* Instructions for the task *
Please repeat the lines below, exactly and only, from the one that holds "let original_expiry = lock.expires_at;" through the one that holds "let pid = std::process::id().to_string();".

Stored data

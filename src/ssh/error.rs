// ABOUTME: SSH-specific error types.
// ABOUTME: Covers connect, command execution, and file transfer failures.

use std::path::PathBuf;
use std::time::Duration;
use thiserror::Error;

#[derive(Debug, Error)]
pub enum Error {
    #[error("failed to read private key {path}: {source}")]
    KeyLoad {
        path: PathBuf,
        #[source]
        source: std::io::Error,
    },

    #[error("failed to parse private key {path}: {reason}")]
    KeyParse { path: PathBuf, reason: String },

    #[error("all {attempts} dial attempts to {host} failed: {source}")]
    DialExhausted {
        host: String,
        attempts: u32,
        #[source]
        source: std::io::Error,
    },

    #[error("handshake with {host} failed: {source}")]
    Handshake {
        host: String,
        #[source]
        source: russh::Error,
    },

    #[error("authentication failed for {user}@{host}")]
    AuthenticationFailed { user: String, host: String },

    #[error("not connected; call connect() first")]
    NotConnected,

    #[error("failed to create session: {0}")]
    SessionCreation(#[source] russh::Error),

    #[error("remote command exited with status {status}")]
    ExecutionFailed { status: u32, output: Vec<u8> },

    #[error("session closed without reporting an exit status")]
    ChannelClosed,

    #[error("operation timed out after {0:?}")]
    Timeout(Duration),

    #[error("client closed while the operation was in flight")]
    Stopped,

    #[error("gave up reconnecting to {host} after {cycles} cycles")]
    ReconnectExhausted {
        host: String,
        cycles: u32,
        #[source]
        source: Box<Error>,
    },

    #[error("{tool} not found in search path: {source}")]
    ToolLookup {
        tool: String,
        #[source]
        source: which::Error,
    },

    #[error("failed to restrict permissions on {path}: {source}")]
    KeyPermissions {
        path: PathBuf,
        #[source]
        source: std::io::Error,
    },

    #[error("transfer tool exited with status {status}")]
    TransferFailed { status: i32, output: Vec<u8> },

    #[error("SSH protocol error: {0}")]
    Protocol(#[from] russh::Error),

    #[error("I/O error: {0}")]
    Io(#[from] std::io::Error),
}

impl Error {
    /// Combined output captured before the failure, if the variant carries any.
    pub fn output(&self) -> Option<&[u8]> {
        match self {
            Error::ExecutionFailed { output, .. } | Error::TransferFailed { output, .. } => {
                Some(output)
            }
            _ => None,
        }
    }
}

pub type Result<T> = std::result::Result<T, Error>;
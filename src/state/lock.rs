//! State locking for mutual exclusion between runs.
//!
//! Two simultaneous applies against the same deployment unit are unsafe, so
//! every run takes a lease on the state before executing. A second run
//! attempting to acquire the lease fails with a conflict.

use chrono::{DateTime, Utc};
use serde::{Deserialize, Serialize};
use uuid::Uuid;

/// Lock expiry duration in seconds. Must outlast a single stabilization
/// wait (default 600s); the executor refreshes the lease between actions.
pub const LOCK_EXPIRY_SECS: i64 = 900; // 15 minutes

/// Information about a state lock.
#[derive(Debug, Clone, Serialize, Deserialize)]
pub struct LockInfo {
    /// Unique lock identifier.
    pub lock_id: String,
    /// Who holds the lock.
    pub holder: String,
    /// When the lock was acquired.
    pub acquired_at: DateTime<Utc>,
    /// When the lock expires.
    pub expires_at: DateTime<Utc>,
}

impl LockInfo {
    /// Creates a new lock info.
    #[must_use]
    pub fn new(holder: &str) -> Self {
        let now = Utc::now();
        Self {
            lock_id: Uuid::new_v4().to_string(),
            holder: holder.to_string(),
            acquired_at: now,
            expires_at: now + chrono::Duration::seconds(LOCK_EXPIRY_SECS),
        }
    }

    /// Checks if the lock has expired.
    #[must_use]
    pub fn is_expired(&self) -> bool {
        Utc::now() > self.expires_at
    }

    /// Refreshes the lock expiry time.
    pub fn refresh(&mut self) {
        self.expires_at = Utc::now() + chrono::Duration::seconds(LOCK_EXPIRY_SECS);
    }

    /// Returns the remaining time until expiry in seconds.
    #[must_use]
    pub fn remaining_secs(&self) -> i64 {
        let remaining = self.expires_at - Utc::now();
        remaining.num_seconds().max(0)
    }
}

/// Generates a unique holder identifier for the current process.
#[must_use]
pub fn generate_holder_id() -> String {
    let hostname = hostname::get()
        .map_or_else(|_| String::from("unknown"), |h| h.to_string_lossy().to_string());

    let pid = std::process::id();
    let uuid = &Uuid::new_v4().to_string()[..8];

    format!("{hostname}-{pid}-{uuid}")
}

#[cfg(test)]
mod tests {
    use super::*;

    #[test]
    fn test_lock_creation() {
        let lock = LockInfo::new("test-holder");
        assert_eq!(lock.holder, "test-holder");
        assert!(!lock.is_expired());
        assert!(lock.remaining_secs() > 0);
    }

    #[test]
    fn test_lock_refresh() {
        let mut lock = LockInfo::new("test-holder");
        let original_expiry = lock.expires_at;

        std::thread::sleep(std::time::Duration::from_millis(10));
        lock.refresh();

        assert!(lock.expires_at >= original_expiry);
    }

    #[test]
    fn test_holder_id_generation() {
        let id1 = generate_holder_id();
        let id2 = generate_holder_id();

        assert_ne!(id1, id2);

        let pid = std::process::id().to_string();
        assert!(id1.contains(&pid));
    }
}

* Your response *
        let original_expiry = lock.expires_at;

        std::thread::sleep(std::time::Duration::from_millis(10));
        lock.refresh();

        assert!(lock.expires_at >= original_expiry);
    }

    #[test]
    fn test_holder_id_generation() {
        let id1 = generate_holder_id();
        let id2 = generate_holder_id();

        assert_ne!(id1, id2);

        let pid = std::process::id().to_string();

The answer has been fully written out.